Task to complete: Each line below with the string "write" should be copied.

Saved entries:
>>>>>

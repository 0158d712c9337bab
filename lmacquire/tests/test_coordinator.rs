use async_trait::async_trait;
use lmacquire::{AcquireError, AcquireEvent, AcquireSettings, Coordinator, TrackStatus};
use lmcache::{CacheLimits, CacheState, CacheStore, TrackId};
use lmfetch::{FetchError, FetchErrorKind, FetchedAudio, Fetcher, TrackMetadata};
use std::path::{Path, PathBuf};
use std::sync::atomic::{AtomicBool, AtomicUsize, Ordering};
use std::sync::Arc;
use std::time::{Duration, Instant};
use tempfile::TempDir;

#[derive(Clone, Copy)]
enum Behavior {
    Succeed,
    Fail(FetchErrorKind),
    FailFirst,
}

/// Fetcher de test : compte les appels, simule durée, échecs et annulation
struct FakeFetcher {
    behavior: Behavior,
    delay: Duration,
    calls: AtomicUsize,
    active: AtomicUsize,
    max_active: AtomicUsize,
    cancelled: Arc<AtomicBool>,
}

impl FakeFetcher {
    fn new(behavior: Behavior, delay: Duration) -> Arc<Self> {
        Arc::new(Self {
            behavior,
            delay,
            calls: AtomicUsize::new(0),
            active: AtomicUsize::new(0),
            max_active: AtomicUsize::new(0),
            cancelled: Arc::new(AtomicBool::new(false)),
        })
    }

    fn calls(&self) -> usize {
        self.calls.load(Ordering::SeqCst)
    }
}

/// Marque le fetch comme annulé si le futur est abandonné avant la fin
struct CancelGuard<'a> {
    fetcher: &'a FakeFetcher,
    completed: bool,
}

impl Drop for CancelGuard<'_> {
    fn drop(&mut self) {
        self.fetcher.active.fetch_sub(1, Ordering::SeqCst);
        if !self.completed {
            self.fetcher.cancelled.store(true, Ordering::SeqCst);
        }
    }
}

#[async_trait]
impl Fetcher for FakeFetcher {
    async fn fetch(&self, reference: &str, output_stem: &Path) -> Result<FetchedAudio, FetchError> {
        let call = self.calls.fetch_add(1, Ordering::SeqCst) + 1;
        let active = self.active.fetch_add(1, Ordering::SeqCst) + 1;
        self.max_active.fetch_max(active, Ordering::SeqCst);
        let mut guard = CancelGuard {
            fetcher: self,
            completed: false,
        };

        tokio::fs::write(output_stem.with_extension("part"), b"partial")
            .await
            .unwrap();
        tokio::time::sleep(self.delay).await;

        let result = match self.behavior {
            Behavior::Fail(kind) => Err(FetchError::new(kind, "simulated failure")),
            Behavior::FailFirst if call == 1 => Err(FetchError::process_failure("first call fails")),
            Behavior::Succeed | Behavior::FailFirst => {
                let path = output_stem.with_extension("mp3");
                let data = format!("audio for {}", reference).repeat(20);
                tokio::fs::write(&path, &data).await.unwrap();
                Ok(FetchedAudio {
                    path,
                    content_type: "audio/mpeg".to_string(),
                    size_bytes: data.len() as u64,
                    metadata: Some(TrackMetadata {
                        title: Some(format!("Title {}", reference)),
                        artist: Some("Artist".to_string()),
                        thumbnail: None,
                        duration_secs: Some(180.0),
                    }),
                })
            }
        };
        guard.completed = true;
        result
    }
}

fn setup(fetcher: Arc<FakeFetcher>, settings: AcquireSettings) -> (TempDir, Coordinator) {
    let temp_dir = tempfile::tempdir().unwrap();
    let store = Arc::new(CacheStore::open(temp_dir.path(), CacheLimits::unlimited()).unwrap());
    (temp_dir, Coordinator::new(store, fetcher, settings))
}

fn settings(pool: usize, backoff: Duration) -> AcquireSettings {
    AcquireSettings {
        max_concurrent_fetches: pool,
        retry_backoff: backoff,
        fetch_timeout: None,
    }
}

fn id(s: &str) -> TrackId {
    TrackId::new(s).unwrap()
}

/// Fichiers sous la racine du cache, hors base SQLite
fn files_under(root: &Path) -> Vec<PathBuf> {
    let mut out = Vec::new();
    let mut stack = vec![root.to_path_buf()];
    while let Some(dir) = stack.pop() {
        for entry in std::fs::read_dir(&dir).unwrap() {
            let path = entry.unwrap().path();
            if path.is_dir() {
                stack.push(path);
            } else if !path.file_name().unwrap().to_string_lossy().starts_with("cache.db") {
                out.push(path);
            }
        }
    }
    out
}

async fn wait_for_status(coordinator: &Coordinator, track: &TrackId, expected: TrackStatus) {
    let deadline = Instant::now() + Duration::from_secs(5);
    while coordinator.status(track).await.unwrap() != expected {
        assert!(Instant::now() < deadline, "timed out waiting for {:?}", expected);
        tokio::time::sleep(Duration::from_millis(10)).await;
    }
}

#[tokio::test(flavor = "multi_thread", worker_threads = 4)]
async fn test_concurrent_callers_share_one_fetch() {
    let fetcher = FakeFetcher::new(Behavior::Succeed, Duration::from_millis(200));
    let (_dir, coordinator) = setup(fetcher.clone(), settings(3, Duration::from_secs(30)));
    let track = id("shared");

    let mut handles = Vec::new();
    for _ in 0..20 {
        let coordinator = coordinator.clone();
        let track = track.clone();
        handles.push(tokio::spawn(async move { coordinator.ensure_cached(&track).await }));
    }

    let mut outcomes = Vec::new();
    for handle in handles {
        outcomes.push(handle.await.unwrap().unwrap());
    }

    assert_eq!(fetcher.calls(), 1);
    let first = &outcomes[0];
    assert_eq!(first.state, CacheState::Ready);
    for entry in &outcomes {
        assert_eq!(entry.path, first.path);
        assert_eq!(entry.size_bytes, first.size_bytes);
    }
    let data = std::fs::read(first.path.as_ref().unwrap()).unwrap();
    assert_eq!(data, "audio for shared".repeat(20).into_bytes());
}

#[tokio::test(flavor = "multi_thread", worker_threads = 2)]
async fn test_ready_is_idempotent() {
    let fetcher = FakeFetcher::new(Behavior::Succeed, Duration::from_millis(10));
    let (_dir, coordinator) = setup(fetcher.clone(), settings(3, Duration::from_secs(30)));
    let track = id("again");

    coordinator.ensure_cached(&track).await.unwrap();
    coordinator.ensure_cached(&track).await.unwrap();
    coordinator.ensure_cached_from(&track, "https://elsewhere").await.unwrap();

    assert_eq!(fetcher.calls(), 1);
    assert_eq!(coordinator.status(&track).await.unwrap(), TrackStatus::Ready);
}

#[tokio::test(flavor = "multi_thread", worker_threads = 4)]
async fn test_timeout_fails_every_waiter_without_partial_file() {
    let fetcher = FakeFetcher::new(Behavior::Succeed, Duration::from_secs(30));
    let (dir, coordinator) = setup(
        fetcher.clone(),
        AcquireSettings {
            max_concurrent_fetches: 2,
            retry_backoff: Duration::from_secs(30),
            fetch_timeout: Some(Duration::from_millis(200)),
        },
    );
    let track = id("slow");

    let mut handles = Vec::new();
    for _ in 0..5 {
        let coordinator = coordinator.clone();
        let track = track.clone();
        handles.push(tokio::spawn(async move { coordinator.ensure_cached(&track).await }));
    }

    for handle in handles {
        match handle.await.unwrap() {
            Err(AcquireError::Fetch(err)) => assert_eq!(err.kind, FetchErrorKind::Timeout),
            other => panic!("expected a timeout, got {:?}", other),
        }
    }

    assert_eq!(fetcher.calls(), 1);
    assert!(files_under(dir.path()).is_empty());
    assert_eq!(coordinator.status(&track).await.unwrap(), TrackStatus::Failed);
    assert!(coordinator.last_failure(&track).unwrap().is_timeout());
}

#[tokio::test(flavor = "multi_thread", worker_threads = 4)]
async fn test_different_tracks_do_not_block_each_other() {
    let fetcher = FakeFetcher::new(Behavior::Succeed, Duration::from_millis(400));
    let (_dir, coordinator) = setup(fetcher.clone(), settings(2, Duration::from_secs(30)));

    let track_a = id("track-a");
    let track_b = id("track-b");

    let started = Instant::now();
    let (a, b) = tokio::join!(
        coordinator.ensure_cached(&track_a),
        coordinator.ensure_cached(&track_b)
    );
    let elapsed = started.elapsed();

    a.unwrap();
    b.unwrap();
    assert_eq!(fetcher.calls(), 2);
    assert!(elapsed < Duration::from_millis(750), "took {:?}", elapsed);
}

#[tokio::test(flavor = "multi_thread", worker_threads = 4)]
async fn test_pool_bounds_simultaneous_fetches() {
    let fetcher = FakeFetcher::new(Behavior::Succeed, Duration::from_millis(150));
    let (_dir, coordinator) = setup(fetcher.clone(), settings(2, Duration::from_secs(30)));

    let mut handles = Vec::new();
    for n in 0..5 {
        let coordinator = coordinator.clone();
        handles.push(tokio::spawn(async move {
            coordinator.ensure_cached(&id(&format!("pool-{}", n))).await
        }));
    }
    for handle in handles {
        handle.await.unwrap().unwrap();
    }

    assert_eq!(fetcher.calls(), 5);
    assert_eq!(fetcher.max_active.load(Ordering::SeqCst), 2);
}

#[tokio::test(flavor = "multi_thread", worker_threads = 2)]
async fn test_retry_after_backoff() {
    let fetcher = FakeFetcher::new(Behavior::FailFirst, Duration::from_millis(10));
    let (_dir, coordinator) = setup(fetcher.clone(), settings(3, Duration::from_millis(300)));
    let track = id("flaky");

    let first = coordinator.ensure_cached(&track).await;
    assert!(matches!(first, Err(AcquireError::Fetch(ref e)) if e.kind == FetchErrorKind::ProcessFailure));

    // Dans la fenêtre d'attente : pas de nouvel appel
    match coordinator.ensure_cached(&track).await {
        Err(AcquireError::BackingOff { last, retry_in }) => {
            assert_eq!(last.kind, FetchErrorKind::ProcessFailure);
            assert!(retry_in <= Duration::from_millis(300));
        }
        other => panic!("expected backoff, got {:?}", other),
    }
    assert_eq!(fetcher.calls(), 1);

    tokio::time::sleep(Duration::from_millis(350)).await;
    let entry = coordinator.ensure_cached(&track).await.unwrap();
    assert_eq!(entry.state, CacheState::Ready);
    assert_eq!(fetcher.calls(), 2);
    assert!(coordinator.last_failure(&track).is_none());
}

#[tokio::test(flavor = "multi_thread", worker_threads = 2)]
async fn test_zero_backoff_retries_immediately() {
    let fetcher = FakeFetcher::new(Behavior::Fail(FetchErrorKind::EmptyOutput), Duration::ZERO);
    let (_dir, coordinator) = setup(fetcher.clone(), settings(1, Duration::ZERO));
    let track = id("always-empty");

    for _ in 0..3 {
        let err = coordinator.ensure_cached(&track).await.unwrap_err();
        assert!(matches!(err, AcquireError::Fetch(_)));
    }
    assert_eq!(fetcher.calls(), 3);
}

#[tokio::test(flavor = "multi_thread", worker_threads = 4)]
async fn test_fetch_cancelled_only_when_last_waiter_leaves() {
    let fetcher = FakeFetcher::new(Behavior::Succeed, Duration::from_secs(30));
    let (dir, coordinator) = setup(fetcher.clone(), settings(2, Duration::from_secs(30)));
    let track = id("abandoned");

    // Les deux intérêts existent avant tout abandon
    let first = coordinator.join_or_start(&track, "ref").unwrap();
    let second = coordinator.join_or_start(&track, "ref").unwrap();
    let first = tokio::spawn(first.wait());
    let second = tokio::spawn(second.wait());
    wait_for_status(&coordinator, &track, TrackStatus::Fetching).await;

    first.abort();
    tokio::time::sleep(Duration::from_millis(100)).await;
    assert!(!fetcher.cancelled.load(Ordering::SeqCst));
    assert_eq!(coordinator.status(&track).await.unwrap(), TrackStatus::Fetching);

    second.abort();
    tokio::time::sleep(Duration::from_millis(200)).await;
    assert!(fetcher.cancelled.load(Ordering::SeqCst));
    assert!(coordinator.in_flight().is_empty());
    assert_eq!(coordinator.status(&track).await.unwrap(), TrackStatus::Missing);
    assert!(files_under(dir.path()).is_empty());
    assert_eq!(fetcher.calls(), 1);
}

#[tokio::test(flavor = "multi_thread", worker_threads = 4)]
async fn test_prefetch_holds_its_own_interest() {
    let fetcher = FakeFetcher::new(Behavior::Succeed, Duration::from_millis(300));
    let (_dir, coordinator) = setup(fetcher.clone(), settings(2, Duration::from_secs(30)));
    let track = id("prefetched");

    let status = coordinator.prefetch(&track, "ref").await.unwrap();
    assert!(matches!(status, TrackStatus::Queued | TrackStatus::Fetching));

    let waiter = {
        let coordinator = coordinator.clone();
        let track = track.clone();
        tokio::spawn(async move { coordinator.ensure_cached(&track).await })
    };
    tokio::time::sleep(Duration::from_millis(50)).await;
    waiter.abort();

    wait_for_status(&coordinator, &track, TrackStatus::Ready).await;
    assert_eq!(fetcher.calls(), 1);
    assert!(!fetcher.cancelled.load(Ordering::SeqCst));
    assert_eq!(
        coordinator.prefetch(&track, "ref").await.unwrap(),
        TrackStatus::Ready
    );
}

#[tokio::test(flavor = "multi_thread", worker_threads = 2)]
async fn test_events_are_published() {
    let fetcher = FakeFetcher::new(Behavior::Succeed, Duration::from_millis(10));
    let (_dir, coordinator) = setup(fetcher.clone(), settings(2, Duration::from_secs(30)));
    let mut events = coordinator.subscribe();
    let track = id("observed");

    coordinator.ensure_cached(&track).await.unwrap();

    assert!(matches!(events.recv().await.unwrap(), AcquireEvent::Queued { .. }));
    assert!(matches!(events.recv().await.unwrap(), AcquireEvent::Started { .. }));
    match events.recv().await.unwrap() {
        AcquireEvent::Ready { id, metadata, .. } => {
            assert_eq!(id, track);
            assert_eq!(metadata.unwrap().title.as_deref(), Some("Title observed"));
        }
        other => panic!("unexpected event {:?}", other),
    }
}

#[tokio::test(flavor = "multi_thread", worker_threads = 2)]
async fn test_evict_forgets_failure() {
    let fetcher = FakeFetcher::new(Behavior::FailFirst, Duration::ZERO);
    let (_dir, coordinator) = setup(fetcher.clone(), settings(1, Duration::from_secs(3600)));
    let track = id("forgiven");

    assert!(coordinator.ensure_cached(&track).await.is_err());
    assert!(matches!(
        coordinator.ensure_cached(&track).await,
        Err(AcquireError::BackingOff { .. })
    ));

    assert!(coordinator.evict(&track).await.unwrap());
    coordinator.ensure_cached(&track).await.unwrap();
    assert_eq!(fetcher.calls(), 2);
}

<<<<<

Answer box:
        tokio::fs::write(output_stem.with_extension("part"), b"partial")
                tokio::fs::write(&path, &data).await.unwrap();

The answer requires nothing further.